*ACTION ITEM*. From the first line of the material below to the line containing "use crate::error::ApiError;", repeat every line exactly and add nothing.

=-=-=-=-=

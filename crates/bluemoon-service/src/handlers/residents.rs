//! Resident handlers.

use std::sync::Arc;

use axum::extract::{Path, State};
use axum::http::StatusCode;
use axum::Json;
use bluemoon_core::{ApartmentId, Resident, ResidentId, ResidentState};
use bluemoon_engine::{Deactivation, NewResident, ResidentChanges};
use chrono::{DateTime, NaiveDate, Utc};
use serde::{Deserialize, Serialize};

use crate::auth::hash_password;
use crate::error::ApiError;
use crate::handlers::{parse_id, ApiJson, MessageResponse};
use crate::state::AppState;

/// A resident as returned by the API. The stored credential never leaves the service.
#[derive(Debug, Clone, Serialize)]
pub struct ResidentView {
    /// Resident id.
    pub id: ResidentId,
    /// Given name.
    pub first_name: String,
    /// Family name.
    pub last_name: String,
    /// Display name.
    pub full_name: String,
    /// Phone number.
    pub phone: String,
    /// Apartment.
    pub apartment_id: ApartmentId,
    /// National id number.
    pub national_id: Option<String>,
    /// Date of birth.
    pub birth_date: Option<NaiveDate>,
    /// Application role.
    pub role: Option<String>,
    /// Residency status.
    pub residency_status: Option<String>,
    /// Login email.
    pub email: Option<String>,
    /// `active` or `inactive`.
    pub state: ResidentState,
    /// Registration time.
    pub created_at: DateTime<Utc>,
    /// Last update.
    pub updated_at: DateTime<Utc>,
}

impl From<Resident> for ResidentView {
    fn from(r: Resident) -> Self {
        Self {
            id: r.id,
            first_name: r.first_name,
            last_name: r.last_name,
            full_name: r.full_name,
            phone: r.phone,
            apartment_id: r.apartment_id,
            national_id: r.national_id,
            birth_date: r.birth_date,
            role: r.role,
            residency_status: r.residency_status,
            email: r.email,
            state: r.state,
            created_at: r.created_at,
            updated_at: r.updated_at,
        }
    }
}

/// Registration request.
#[derive(Debug, Deserialize)]
pub struct CreateResidentRequest {
    /// Given name (required).
    pub first_name: Option<String>,
    /// Family name (required).
    pub last_name: Option<String>,
    /// Phone number (required).
    pub phone: Option<String>,
    /// Apartment (required).
    pub apartment_id: Option<String>,
    /// Initial password (required).
    pub password: Option<String>,
    /// National id number.
    #[serde(alias = "cccd")]
    pub national_id: Option<String>,
    /// Date of birth.
    #[serde(alias = "dob")]
    pub birth_date: Option<NaiveDate>,
    /// Application role.
    pub role: Option<String>,
    /// Residency status.
    pub residency_status: Option<String>,
    /// Login email.
    pub email: Option<String>,
}

/// Profile update. Absent and `null` fields are both left unchanged.
#[derive(Debug, Default, Deserialize)]
pub struct UpdateResidentRequest {
    /// New given name.
    pub first_name: Option<String>,
    /// New family name.
    pub last_name: Option<String>,
    /// New phone number.
    pub phone: Option<String>,
    /// New apartment.
    pub apartment_id: Option<String>,
    /// New password.
    pub password: Option<String>,
    /// New lifecycle state.
    pub state: Option<ResidentState>,
    /// New national id number.
    #[serde(alias = "cccd")]
    pub national_id: Option<String>,
    /// New date of birth.
    #[serde(alias = "dob")]
    pub birth_date: Option<NaiveDate>,
    /// New role.
    pub role: Option<String>,
    /// New residency status.
    pub residency_status: Option<String>,
    /// New login email.
    pub email: Option<String>,
}

/// List every resident, by id ascending.
pub async fn list_residents(
    State(state): State<Arc<AppState>>,
) -> Result<Json<Vec<ResidentView>>, ApiError> {
    let residents = state.engine.residents().list()?;
    Ok(Json(residents.into_iter().map(ResidentView::from).collect()))
}

/// Get one resident.
pub async fn get_resident(
    State(state): State<Arc<AppState>>,
    Path(id): Path<String>,
) -> Result<Json<ResidentView>, ApiError> {
    let id: ResidentId = parse_id(&id)?;
    Ok(Json(state.engine.residents().get(id)?.into()))
}

/// Register a resident.
pub async fn create_resident(
    State(state): State<Arc<AppState>>,
    ApiJson(body): ApiJson<CreateResidentRequest>,
) -> Result<(StatusCode, Json<ResidentView>), ApiError> {
    let password = body
        .password
        .filter(|p| !p.is_empty())
        .ok_or_else(|| ApiError::BadRequest("password is required".into()))?;

    let input = NewResident {
        first_name: body.first_name,
        last_name: body.last_name,
        phone: body.phone,
        apartment_id: body.apartment_id,
        national_id: body.national_id,
        birth_date: body.birth_date,
        role: body.role,
        residency_status: body.residency_status,
        email: body.email,
    };

    // Validate before paying for the hash.
    for (field, value) in [
        ("first_name", &input.first_name),
        ("last_name", &input.last_name),
        ("phone", &input.phone),
        ("apartment_id", &input.apartment_id),
    ] {
        if value.as_deref().map_or(true, |v| v.trim().is_empty()) {
            return Err(ApiError::BadRequest(format!("{field} is required")));
        }
    }

    let password_hash = hash_password(state.hasher.clone(), password).await?;
    let resident = state.engine.residents().register(input, password_hash)?;

    Ok((StatusCode::CREATED, Json(resident.into())))
}

/// Update a resident's profile and reindex it.
pub async fn update_resident(
    State(state): State<Arc<AppState>>,
    Path(id): Path<String>,
    ApiJson(body): ApiJson<UpdateResidentRequest>,
) -> Result<Json<ResidentView>, ApiError> {
    let id: ResidentId = parse_id(&id)?;

    let password_hash = match body.password.filter(|p| !p.is_empty()) {
        Some(password) => Some(hash_password(state.hasher.clone(), password).await?),
        None => None,
    };

    let changes = ResidentChanges {
        first_name: body.first_name,
        last_name: body.last_name,
        phone: body.phone,
        apartment_id: body.apartment_id,
        state: body.state,
        national_id: body.national_id,
        birth_date: body.birth_date,
        role: body.role,
        residency_status: body.residency_status,
        email: body.email,
        password_hash,
    };

    let resident = state.engine.residents().update(id, changes)?;
    Ok(Json(resident.into()))
}

/// Soft-delete a resident.
pub async fn delete_resident(
    State(state): State<Arc<AppState>>,
    Path(id): Path<String>,
) -> Result<Json<MessageResponse>, ApiError> {
    let id: ResidentId = parse_id(&id)?;

    let message = match state.engine.residents().deactivate(id)? {
        Deactivation::Deactivated => "Resident deactivated",
        Deactivation::AlreadyInactive => "Resident was already inactive",
    };
    Ok(Json(MessageResponse::new(message)))
}
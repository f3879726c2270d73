//! Notifications.

use std::sync::Arc;

use bluemoon_core::error::require_text;
use bluemoon_core::{ApartmentId, EntityKind, Notification, NotificationId};
use bluemoon_store::{keys, Order, Page, SharedStore};
use chrono::{DateTime, Utc};
use serde::Serialize;

use crate::allocator::IdAllocator;
use crate::consistency::Consistency;
use crate::error::Result;
use crate::listing::Listings;
use crate::records::Records;
use crate::residents::Residents;

/// Input for a new notification.
#[derive(Debug, Clone, Default)]
pub struct NewNotification {
    /// Recipient apartment (required).
    pub apartment_id: Option<String>,
    /// Message body (required).
    pub content: Option<String>,
}

/// A partial notification update. Blank apartment or content is rejected.
#[derive(Debug, Clone, Default)]
pub struct NotificationChanges {
    /// New recipient.
    pub apartment_id: Option<String>,
    /// New body.
    pub content: Option<String>,
    /// New displayed date; `Some(None)` clears it.
    pub notification_date: Option<Option<DateTime<Utc>>>,
    /// New sent date; `Some(None)` marks it unsent.
    pub sent_date: Option<Option<DateTime<Utc>>>,
}

/// A notification joined with the name of its apartment's household head.
#[derive(Debug, Clone, Serialize)]
pub struct AddressedNotification {
    /// The notification.
    #[serde(flatten)]
    pub notification: Notification,
    /// Full name of the recipient apartment's household head, if known.
    pub owner_name: Option<String>,
}

/// Notification storage.
#[derive(Clone)]
pub struct Notifications {
    records: Records,
    listings: Listings,
    residents: Residents,
    allocator: Arc<dyn IdAllocator>,
}

impl Notifications {
    /// Create the repository.
    #[must_use]
    pub fn new(store: SharedStore, allocator: Arc<dyn IdAllocator>) -> Self {
        Self {
            records: Records::new(store.clone()),
            listings: Listings::new(store.clone()),
            residents: Residents::new(store, allocator.clone()),
            allocator,
        }
    }

    /// Create a notification dated now.
    ///
    /// # Errors
    ///
    /// Returns `Validation` if apartment or content is blank, `StoreUnavailable` if the
    /// store fails.
    pub fn create(&self, input: NewNotification) -> Result<Notification> {
        let apartment = ApartmentId::new(require_text(
            "apartment_id",
            input.apartment_id.as_deref(),
        )?);
        let content = require_text("content", input.content.as_deref())?;

        let id = NotificationId::new(self.allocator.next(EntityKind::Notification)?);
        let notification = Notification::new(id, apartment, content, Utc::now());
        self.records.save(&notification)?;

        let mut outcome = Consistency::clean();
        self.listings.add_tracked(
            &mut outcome,
            &keys::all_listing(EntityKind::Notification),
            id.get(),
            notification.created_at.timestamp_millis(),
        );
        outcome.finish("notification.create");

        tracing::info!(notification_id = %id, apartment = %notification.apartment_id, "Notification created");
        Ok(notification)
    }

    /// Apply a partial update.
    ///
    /// # Errors
    ///
    /// Returns `NotFound` for an unknown notification, `Validation` for a blank apartment
    /// or content, `StoreUnavailable` if the store fails.
    pub fn update(&self, id: NotificationId, changes: NotificationChanges) -> Result<Notification> {
        let apartment = changes
            .apartment_id
            .map(|v| require_text("apartment_id", Some(&v)).map(ApartmentId::new))
            .transpose()?;
        let content = changes
            .content
            .map(|v| require_text("content", Some(&v)))
            .transpose()?;

        let mut notification: Notification = self.records.require(id.get())?;
        if let Some(apartment) = apartment {
            notification.apartment_id = apartment;
        }
        if let Some(content) = content {
            notification.content = content;
        }
        if let Some(date) = changes.notification_date {
            notification.notification_date = date;
        }
        if let Some(sent) = changes.sent_date {
            notification.sent_date = sent;
        }

        self.records.save(&notification)?;
        tracing::debug!(notification_id = %id, "Notification updated");
        Ok(notification)
    }

    /// Stamp the sent date with the current time.
    ///
    /// # Errors
    ///
    /// Returns `NotFound` for an unknown notification, `StoreUnavailable` if the store fails.
    pub fn mark_sent(&self, id: NotificationId) -> Result<Notification> {
        let mut notification: Notification = self.records.require(id.get())?;
        notification.sent_date = Some(Utc::now());
        self.records.save(&notification)?;

        tracing::info!(notification_id = %id, "Notification marked as sent");
        Ok(notification)
    }

    /// Delete a notification.
    ///
    /// # Errors
    ///
    /// Returns `NotFound` for an unknown notification, `StoreUnavailable` if the store fails.
    pub fn delete(&self, id: NotificationId) -> Result<Notification> {
        let notification: Notification = self.records.require(id.get())?;
        self.records.erase::<Notification>(id.get())?;

        let mut outcome = Consistency::clean();
        self.listings.remove_tracked(
            &mut outcome,
            &keys::all_listing(EntityKind::Notification),
            id.get(),
        );
        outcome.finish("notification.delete");

        tracing::info!(notification_id = %id, "Notification deleted");
        Ok(notification)
    }

    /// Load a notification.
    ///
    /// # Errors
    ///
    /// Returns `NotFound` for an unknown notification, `StoreUnavailable` if the store fails.
    pub fn get(&self, id: NotificationId) -> Result<Notification> {
        self.records.require(id.get())
    }

    /// Every notification, newest first, with the recipient's household head.
    ///
    /// # Errors
    ///
    /// Returns `StoreUnavailable` if the store fails.
    pub fn list(&self, page: Option<Page>) -> Result<Vec<AddressedNotification>> {
        let ids = self.listings.range(
            &keys::all_listing(EntityKind::Notification),
            Order::Descending,
            page,
        )?;

        self.records
            .load_many::<Notification>(ids)?
            .into_iter()
            .map(|notification| {
                let owner_name = self.residents.owner_name(&notification.apartment_id)?;
                Ok(AddressedNotification {
                    notification,
                    owner_name,
                })
            })
            .collect()
    }
}

#[cfg(test)]
mod tests {
    use super::*;
    use crate::allocator::StoreAllocator;
    use crate::error::EngineError;
    use crate::residents::NewResident;
    use crate::testing::memory_store;

    fn repositories() -> (Notifications, Residents) {
        let store = memory_store();
        let allocator: Arc<dyn IdAllocator> = Arc::new(StoreAllocator::new(store.clone()));
        (
            Notifications::new(store.clone(), allocator.clone()),
            Residents::new(store, allocator),
        )
    }

    fn notice(apartment: &str, content: &str) -> NewNotification {
        NewNotification {
            apartment_id: Some(apartment.into()),
            content: Some(content.into()),
        }
    }

    #[test]
    fn list_joins_owner_name() {
        let (notifications, residents) = repositories();
        residents
            .register(
                NewResident {
                    first_name: Some("Hoa".into()),
                    last_name: Some("Pham".into()),
                    phone: Some("0902".into()),
                    apartment_id: Some("5".into()),
                    residency_status: Some("household head".into()),
                    ..NewResident::default()
                },
                "h".into(),
            )
            .unwrap();

        notifications.create(notice("5", "Water off Friday")).unwrap();
        notifications.create(notice("6", "Parking fee due")).unwrap();

        let listed = notifications.list(None).unwrap();
        assert_eq!(listed.len(), 2);
        let for_five = listed
            .iter()
            .find(|n| n.notification.apartment_id.as_str() == "5")
            .unwrap();
        assert_eq!(for_five.owner_name.as_deref(), Some("Hoa Pham"));
        let for_six = listed
            .iter()
            .find(|n| n.notification.apartment_id.as_str() == "6")
            .unwrap();
        assert_eq!(for_six.owner_name, None);
    }

    #[test]
    fn update_rejects_blank_fields() {
        let (notifications, _) = repositories();
        let created = notifications.create(notice("5", "Hello")).unwrap();

        let err = notifications
            .update(
                created.id,
                NotificationChanges {
                    content: Some("   ".into()),
                    ..NotificationChanges::default()
                },
            )
            .unwrap_err();
        assert!(matches!(err, EngineError::Validation(_)));

        let updated = notifications
            .update(
                created.id,
                NotificationChanges {
                    apartment_id: Some(" 7 ".into()),
                    sent_date: Some(None),
                    ..NotificationChanges::default()
                },
            )
            .unwrap();
        assert_eq!(updated.apartment_id.as_str(), "7");
        assert_eq!(updated.content, "Hello");
    }

    #[test]
    fn send_and_delete() {
        let (notifications, _) = repositories();
        let created = notifications.create(notice("5", "Hello")).unwrap();
        assert!(!created.is_sent());

        assert!(notifications.mark_sent(created.id).unwrap().is_sent());

        notifications.delete(created.id).unwrap();
        assert!(notifications.list(None).unwrap().is_empty());
        assert!(matches!(
            notifications.get(created.id),
            Err(EngineError::NotFound { .. })
        ));
    }

    #[test]
    fn create_requires_content() {
        let (notifications, _) = repositories();
        let err = notifications
            .create(NewNotification {
                apartment_id: Some("5".into()),
                content: None,
            })
            .unwrap_err();
        assert!(err.to_string().contains("content"));
    }
}
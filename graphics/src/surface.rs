//! Render surface management.
//!
//! [`RenderSurfaceManager`] keeps a render target and depth target that
//! match the current size, resolution multiplier and sample description,
//! plus the swap chain when rendering on-screen.
//!
//! Logical size is what the host sees; physical size is the logical size
//! scaled by the resolution multiplier and rounded. Both targets always have
//! the physical size and are replaced together.

use std::sync::Arc;

use crate::device::{FeatureLevel, GraphicsDevice};
use crate::error::{RenderError, RenderResult};
use crate::resources::Texture;
use crate::settings::RendererSettings;
use crate::swapchain::{OutputHandle, SwapChain, SwapChainDescriptor};
use crate::types::{SampleDescription, TextureDescriptor, TextureFormat, TextureUsage, Viewport};

/// Multiplier restored by enabling supersampling if none was set before.
const DEFAULT_PREVIOUS_MULTIPLIER: f64 = 2.0;

/// Proof of a render-view substitution, consumed when restoring it.
#[must_use = "the substituted render view must be restored"]
#[derive(Debug)]
pub struct RenderViewToken {
    previous: Option<Arc<Texture>>,
    replaced: bool,
}

/// Owner of the render target, depth target and optional swap chain.
#[derive(Debug)]
pub struct RenderSurfaceManager {
    device: Option<Arc<GraphicsDevice>>,
    required_level: FeatureLevel,
    width: u32,
    height: u32,
    resolution_multiplier: f64,
    previous_multiplier: f64,
    use_msaa: bool,
    msaa_sample_count: u32,
    sample: SampleDescription,
    host_compositing: bool,
    resized: bool,
    dirty: bool,
    output: Option<OutputHandle>,
    swap_chain_descriptor: SwapChainDescriptor,
    swap_chain: Option<SwapChain>,
    render_target: Option<Arc<Texture>>,
    depth_target: Option<Arc<Texture>>,
    render_view: Option<Arc<Texture>>,
    active_viewport: Viewport,
    initially_resized: bool,
}
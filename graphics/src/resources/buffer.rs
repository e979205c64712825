//! GPU buffer resource.

use std::sync::{Arc, Weak};

use crate::backend::GpuBuffer;
use crate::device::GraphicsDevice;
use crate::error::{RenderError, RenderResult};
use crate::types::BufferDescriptor;

/// A GPU buffer resource.
///
/// Buffers are created by [`GraphicsDevice::create_buffer`] and are reference-counted.
/// They hold a weak reference back to their parent device.
///
/// # Example
///
/// ```ignore
/// let buffer = device.create_buffer(&BufferDescriptor::new(1024, BufferUsage::VERTEX))?;
/// println!("Buffer size: {}", buffer.size());
/// ```
pub struct Buffer {
    device: Weak<GraphicsDevice>,
    descriptor: BufferDescriptor,
    gpu: GpuBuffer,
}

impl Buffer {
    /// Create a new buffer (called by GraphicsDevice).
    pub(crate) fn new(
        device: Weak<GraphicsDevice>,
        descriptor: BufferDescriptor,
        gpu: GpuBuffer,
    ) -> Self {
        Self {
            device,
            descriptor,
            gpu,
        }
    }

    /// Get the parent device, if it still exists.
    pub fn device(&self) -> Option<Arc<GraphicsDevice>> {
        self.device.upgrade()
    }

    /// Get the buffer descriptor.
    pub fn descriptor(&self) -> &BufferDescriptor {
        &self.descriptor
    }

    pub(crate) fn gpu_handle(&self) -> &GpuBuffer {
        &self.gpu
    }

    /// Get the buffer size in bytes.
    pub fn size(&self) -> u64 {
        self.descriptor.size
    }

    /// Get the buffer label, if set.
    pub fn label(&self) -> Option<&str> {
        self.descriptor.label.as_deref()
    }

    /// Write `data` at `offset` bytes into the buffer.
    pub fn write(&self, offset: u64, data: &[u8]) -> RenderResult<()> {
        if offset + data.len() as u64 > self.descriptor.size {
            return Err(RenderError::InvalidParameter(format!(
                "write of {} bytes at {offset} overflows buffer of {} bytes",
                data.len(),
                self.descriptor.size
            )));
        }
        let device = self.device().ok_or(RenderError::Disposed)?;
        device.backend().write_buffer(&self.gpu, offset, data)
    }
}

impl std::fmt::Debug for Buffer {
    fn fmt(&self, f: &mut std::fmt::Formatter<'_>) -> std::fmt::Result {
        f.debug_struct("Buffer")
            .field("size", &self.descriptor.size)
            .field("usage", &self.descriptor.usage)
            .field("label", &self.descriptor.label)
            .finish()
    }
}

// Ensure Buffer is Send + Sync
static_assertions::assert_impl_all!(Buffer: Send, Sync);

=-=-=-=-=

*RESULT OF THIS EXERCISE*.
filename crates/bluemoon-service/src/handlers/residents.rs
//! Resident handlers.

use std::sync::Arc;

use axum::extract::{Path, State};
use axum::http::StatusCode;
use axum::Json;
use bluemoon_core::{ApartmentId, Resident, ResidentId, ResidentState};
use bluemoon_engine::{Deactivation, NewResident, ResidentChanges};
use chrono::{DateTime, NaiveDate, Utc};
use serde::{Deserialize, Serialize};

use crate::auth::hash_password;
use crate::error::ApiError;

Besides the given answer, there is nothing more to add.